Sometimes I could barely understand my own psyche. Sometimes my mind’s saying “it’s okay”, but my heart says otherwise. Emotions can really cloud me up and I go berserk. I hate it when that happens.
It’s okay Cianne. They’re just friends. They’re just talking normal stuff. He loves you. He’ll never do anything stupid to hurt you.
I tell that to my absurd self.
I’m tired of being jealous. I’m tired of telling myself ‘it’s okay’. I’m tired of acting foolish. It hurts though. It really does. Some find being jealous over small insignificant matters dense. But it’s not. When you start to get upset and emotions crawl up on you and tears make their way out of your eyes, whatever it is and no matter how petty it can be, it’s hurting you. And yes, it’s something you should start thinking about.

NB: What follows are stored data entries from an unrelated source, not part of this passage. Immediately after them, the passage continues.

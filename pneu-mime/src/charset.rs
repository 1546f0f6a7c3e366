use pneu_blob::BlobStream;
use tokio::io::AsyncReadExt;

use crate::lossy_utf8;

/// Canonical charset name: trimmed, lowercased, `""` meaning `us-ascii`,
/// with the common shorthand aliases mapped to their IANA names.
pub fn normalize_charset(name: &str) -> String {
    let folded = name.trim().trim_matches('"').to_ascii_lowercase();
    match folded.as_str() {
        "" => "us-ascii".to_string(),
        "utf8" => "utf-8".to_string(),
        "latin1" => "iso-8859-1".to_string(),
        "ascii" => "us-ascii".to_string(),
        _ => folded,
    }
}

fn decode_latin1(bytes: &[u8]) -> String {
    // ISO-8859-1 maps each byte to the same code point.
    bytes.iter().map(|&b| b as char).collect()
}

/// Decode a complete buffer under the fallback rules: UTF-8/ASCII are
/// validated and fall back to ISO-8859-1 when invalid; other IANA
/// charsets go through their decoder; unknown names pass the bytes
/// through. The flag reports any encoding problem encountered.
pub fn decode_text(bytes: &[u8], charset: &str) -> (String, bool) {
    match normalize_charset(charset).as_str() {
        "us-ascii" | "utf-8" => match std::str::from_utf8(bytes) {
            Ok(s) => (s.to_string(), false),
            Err(_) => (decode_latin1(bytes), true),
        },
        "iso-8859-1" => (decode_latin1(bytes), false),
        name => match encoding_rs::Encoding::for_label(name.as_bytes()) {
            Some(encoding) => {
                let (text, _, had_errors) = encoding.decode(bytes);
                (text.into_owned(), had_errors)
            }
            None => (lossy_utf8(bytes), true),
        },
    }
}

enum Mode {
    /// UTF-8 / ASCII: buffer, validate, fall back to ISO-8859-1.
    Validate,
    /// Anything encoding_rs knows: incremental decoding that carries an
    /// incomplete code unit across read boundaries.
    Incremental(encoding_rs::Decoder),
    /// Unknown charset: pass bytes through.
    Raw,
}

/// Charset-decoding wrapper over a blob stream. Reads are bounded by the
/// caller, so the `Validate` mode's buffer never outgrows the configured
/// body-value limit.
pub struct DecodeReader {
    src: BlobStream,
    mode: Mode,
    problem: bool,
}

const READ_CHUNK: usize = 8 * 1024;

impl DecodeReader {
    pub fn new(src: BlobStream, charset: &str) -> Self {
        let normalized = normalize_charset(charset);
        let mode = match normalized.as_str() {
            "us-ascii" | "utf-8" => Mode::Validate,
            name => match encoding_rs::Encoding::for_label(name.as_bytes()) {
                Some(encoding) => Mode::Incremental(encoding.new_decoder()),
                None => Mode::Raw,
            },
        };
        let problem = matches!(mode, Mode::Raw);
        Self { src, mode, problem }
    }

    pub fn encoding_problem(&self) -> bool {
        self.problem
    }

    /// Decode up to roughly `max` bytes of output; the second value tells
    /// whether the source still had data when the limit was reached.
    pub async fn read_to_limit(&mut self, max: usize) -> std::io::Result<(String, bool)> {
        match &mut self.mode {
            Mode::Validate => {
                let (raw, more) = read_bounded(&mut self.src, max).await?;
                match std::str::from_utf8(&raw) {
                    Ok(s) => Ok((s.to_string(), more)),
                    // A multi-byte sequence cut by the read limit is not a
                    // problem with the data, only with where we stopped.
                    Err(e) if more && e.error_len().is_none() => {
                        let valid = std::str::from_utf8(&raw[..e.valid_up_to()])
                            .unwrap_or_default()
                            .to_string();
                        Ok((valid, true))
                    }
                    Err(_) => {
                        self.problem = true;
                        Ok((decode_latin1(&raw), more))
                    }
                }
            }
            Mode::Incremental(decoder) => {
                let mut out = String::new();
                let mut chunk = [0u8; READ_CHUNK];
                loop {
                    let n = self.src.read(&mut chunk).await?;
                    let last = n == 0;
                    // decode_to_string writes into spare capacity only.
                    out.reserve(
                        decoder
                            .max_utf8_buffer_length(n)
                            .unwrap_or(n * 4)
                            .max(4),
                    );
                    let (_, _, had_errors) =
                        decoder.decode_to_string(&chunk[..n], &mut out, last);
                    if had_errors {
                        self.problem = true;
                    }
                    if last {
                        return Ok((out, false));
                    }
                    if out.len() > max {
                        return Ok((out, true));
                    }
                }
            }
            Mode::Raw => {
                let (raw, more) = read_bounded(&mut self.src, max).await?;
                Ok((lossy_utf8(&raw), more))
            }
        }
    }
}

/// Read up to `max + 1` bytes; the extra byte detects overflow without
/// draining the source.
async fn read_bounded(src: &mut BlobStream, max: usize) -> std::io::Result<(Vec<u8>, bool)> {
    let budget = max.saturating_add(1);
    let mut out = Vec::new();
    let mut chunk = [0u8; READ_CHUNK];
    while out.len() < budget {
        let want = (budget - out.len()).min(READ_CHUNK);
        let n = src.read(&mut chunk[..want]).await?;
        if n == 0 {
            return Ok((out, false));
        }
        out.extend_from_slice(&chunk[..n]);
    }
    let more = out.len() > max;
    out.truncate(max);
    Ok((out, more))
}
use clap::Parser;

/// Deployment configuration, environment-driven. Parsed once at startup;
/// components receive the values they need through their constructors.
#[derive(Parser, Debug, Clone)]
pub struct Config {
    /// Table holding email records, projections and state sequences
    #[clap(long, env = "EMAIL_TABLE_NAME")]
    pub email_table_name: String,

    /// Base URL of the blob endpoints (`/download-iam`, `/delete-iam`,
    /// `/jmap-iam`)
    #[clap(long, env = "CORE_API_URL")]
    pub core_api_url: String,

    /// Queue receiving blob-deletion envelopes
    #[clap(long, env = "BLOB_DELETE_QUEUE_URL")]
    pub blob_delete_queue_url: String,

    /// Server-side ceiling for Email/get maxBodyValueBytes
    #[clap(long, env = "MAX_BODY_VALUE_BYTES", default_value_t = pneu_jmap::DEFAULT_MAX_BODY_VALUE_BYTES)]
    pub max_body_value_bytes: usize,

    /// Days a change-log row lives before expiring
    #[clap(long, env = "STATE_TTL_DAYS", default_value_t = pneu_store::state::DEFAULT_STATE_TTL_DAYS)]
    pub state_ttl_days: i64,

    /// Model used by the asynchronous summarizer; absent disables it
    #[clap(long, env = "SUMMARY_MODEL_ID")]
    pub summary_model_id: Option<String>,

    /// Serve the stored summary in place of the preview when present
    #[clap(long, env = "SUMMARY_OVERWRITES_PREVIEW", default_value_t = false)]
    pub summary_overwrites_preview: bool,
}
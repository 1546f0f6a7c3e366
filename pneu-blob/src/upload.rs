use std::time::Duration;

use http::Method;
use serde::{Deserialize, Serialize};
use tokio::io::AsyncReadExt;

use crate::http::HttpBlobStore;
use crate::{BlobError, UploadBody, Uploaded, UPLOAD_PART_SIZE};

/// Capability URI of the presigned-part upload extension.
const JMAP_UPLOAD_PUT_URN: &str = "urn:ietf:params:jmap:blob:upload-put";

const PART_RETRY_LIMIT: u32 = 2;
const PART_RETRY_BASE_DELAY: Duration = Duration::from_millis(100);

#[derive(Debug, Deserialize)]
struct JmapResponse {
    #[serde(rename = "methodResponses")]
    method_responses: Vec<(String, serde_json::Value, String)>,
}

/// `Blob/allocate` result: the blob id plus one presigned URL per
/// `UPLOAD_PART_SIZE` chunk, pre-allocated up to the maximum permitted
/// blob size.
#[derive(Debug, Deserialize)]
struct AllocatedUpload {
    id: String,
    parts: Vec<AllocatedPart>,
}

#[derive(Debug, Deserialize)]
struct AllocatedPart {
    #[serde(rename = "partNumber")]
    part_number: u32,
    url: String,
}

#[derive(Debug, Serialize)]
struct CompletedPart {
    #[serde(rename = "partNumber")]
    part_number: u32,
    etag: String,
}

impl HttpBlobStore {
    /// Two-step presigned upload: `Blob/allocate`, one PUT per 10 MiB
    /// chunk capturing the returned `ETag`, then `Blob/complete`. A single
    /// chunk buffer is reused across parts, so memory stays flat no matter
    /// how large the payload is.
    pub(crate) async fn upload_multipart(
        &self,
        account: &str,
        content_type: &str,
        mut body: UploadBody,
    ) -> Result<Uploaded, BlobError> {
        let allocated = self.allocate(account, content_type).await?;
        tracing::trace!(
            account,
            blob_id = %allocated.id,
            parts = allocated.parts.len(),
            command = "blob_upload_allocate"
        );

        let mut parts = allocated.parts.into_iter();
        let mut completed: Vec<CompletedPart> = Vec::new();
        let mut chunk = vec![0u8; UPLOAD_PART_SIZE];
        let mut total: u64 = 0;

        loop {
            let filled = read_chunk(&mut body, &mut chunk).await?;
            if filled == 0 {
                break;
            }
            let part = parts.next().ok_or_else(|| {
                BlobError::InvalidArguments(
                    "payload exceeds the maximum permitted blob size".into(),
                )
            })?;
            let etag = self
                .put_part(&part.url, content_type, &chunk[..filled])
                .await?;
            completed.push(CompletedPart {
                part_number: part.part_number,
                etag,
            });
            total += filled as u64;
            if filled < UPLOAD_PART_SIZE {
                break;
            }
        }

        self.complete(account, &allocated.id, &completed).await?;
        tracing::debug!(account, blob_id = %allocated.id, size = total, "uploaded blob");

        Ok(Uploaded {
            blob_id: allocated.id,
            size: total,
        })
    }

    async fn allocate(
        &self,
        account: &str,
        content_type: &str,
    ) -> Result<AllocatedUpload, BlobError> {
        let call = serde_json::json!({
            "using": [JMAP_UPLOAD_PUT_URN],
            "methodCalls": [["Blob/allocate", {
                "accountId": account,
                "create": { "c0": { "type": content_type, "size": 0, "multipart": true } },
            }, "c0"]],
        });
        let value = self.jmap_call(account, &call).await?;
        let created = value
            .get("created")
            .and_then(|c| c.get("c0"))
            .cloned()
            .ok_or_else(|| BlobError::ServerFail("Blob/allocate created nothing".into()))?;
        serde_json::from_value(created)
            .map_err(|e| BlobError::ServerFail(format!("Blob/allocate response shape: {}", e)))
    }

    async fn complete(
        &self,
        account: &str,
        id: &str,
        parts: &[CompletedPart],
    ) -> Result<(), BlobError> {
        let call = serde_json::json!({
            "using": [JMAP_UPLOAD_PUT_URN],
            "methodCalls": [["Blob/complete", {
                "accountId": account,
                "id": id,
                "parts": parts,
            }, "c0"]],
        });
        self.jmap_call(account, &call).await.map(|_| ())
    }

    /// POST one JMAP request and return the first method response's
    /// arguments, mapping a method-level `error` response to a failure.
    async fn jmap_call(
        &self,
        account: &str,
        request: &serde_json::Value,
    ) -> Result<serde_json::Value, BlobError> {
        let url = self.jmap_url(account);
        let body = serde_json::to_vec(request)
            .map_err(|e| BlobError::ServerFail(format!("encoding jmap request: {}", e)))?;
        let resp = self
            .send_signed(Method::POST, &url, &body, Some("application/json"))
            .await?;
        let status = resp.status();
        if !status.is_success() {
            return Err(match status {
                http::StatusCode::NOT_FOUND => BlobError::NotFound,
                http::StatusCode::FORBIDDEN => BlobError::Forbidden,
                s => BlobError::ServerFail(format!("jmap endpoint status {}", s)),
            });
        }
        let parsed: JmapResponse = resp
            .json()
            .await
            .map_err(|e| BlobError::ServerFail(format!("decoding jmap response: {}", e)))?;
        let (name, args, _call_id) = parsed
            .method_responses
            .into_iter()
            .next()
            .ok_or_else(|| BlobError::ServerFail("empty jmap response".into()))?;
        if name == "error" {
            let kind = args.get("type").and_then(|t| t.as_str()).unwrap_or("unknown");
            let detail = args
                .get("description")
                .and_then(|d| d.as_str())
                .unwrap_or_default();
            return Err(match kind {
                "invalidArguments" => BlobError::InvalidArguments(detail.to_string()),
                _ => BlobError::ServerFail(format!("jmap error {}: {}", kind, detail)),
            });
        }
        Ok(args)
    }

    /// PUT one chunk to its presigned URL. Presigned URLs carry their own
    /// authorization, so no SigV4 pass here; the transfer is idempotent
    /// and retried on transient failure.
    async fn put_part(
        &self,
        url: &str,
        content_type: &str,
        chunk: &[u8],
    ) -> Result<String, BlobError> {
        let mut last_err = String::new();
        for attempt in 0..=PART_RETRY_LIMIT {
            if attempt > 0 {
                tokio::time::sleep(PART_RETRY_BASE_DELAY * 2u32.pow(attempt - 1)).await;
            }
            let send = self
                .http
                .put(url)
                .header(http::header::CONTENT_TYPE, content_type)
                .body(chunk.to_vec())
                .send()
                .await;
            match send {
                Ok(resp) if resp.status().is_success() => {
                    let etag = resp
                        .headers()
                        .get(http::header::ETAG)
                        .and_then(|v| v.to_str().ok())
                        .map(|v| v.to_string());
                    // A part PUT without an ETag cannot be completed.
                    return etag.ok_or_else(|| {
                        BlobError::ServerFail("part upload response missing ETag".into())
                    });
                }
                Ok(resp) if resp.status().is_server_error() => {
                    last_err = format!("status {}", resp.status());
                }
                Ok(resp) => {
                    return Err(BlobError::ServerFail(format!(
                        "part upload status {}",
                        resp.status()
                    )));
                }
                Err(e) => last_err = e.to_string(),
            }
            tracing::debug!(attempt, error = %last_err, "retrying part upload");
        }
        Err(BlobError::ServerFail(format!(
            "part upload failed after {} attempts: {}",
            PART_RETRY_LIMIT + 1,
            last_err
        )))
    }
}

/// Fill `buf` from `body`, returning the number of bytes read; shorter
/// than `buf.len()` only at end of stream.
async fn read_chunk(
    body: &mut UploadBody,
    buf: &mut [u8],
) -> Result<usize, BlobError> {
    let mut filled = 0;
    while filled < buf.len() {
        let n = body.read(&mut buf[filled..]).await?;
        if n == 0 {
            break;
        }
        filled += n;
    }
    Ok(filled)
}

But I love him so much that every time he merely looks at any girl who passes by, or simply talks to anyone I get jealous right away. It’s not cute. Yes, it’s hurting me. But it’s stupid. I shouldn’t be acting like that.
I trust him. And whatever we have now is more than enough to keep us always together. I wouldn’t let my stupid jealous self and whatnot shatter that.
I feel sorry. I know somehow he’s hurt too. And that’s the last thing I would want to happen.
Oh my stupid jealous self, you silly in love. Can you just act normal and stop hurting?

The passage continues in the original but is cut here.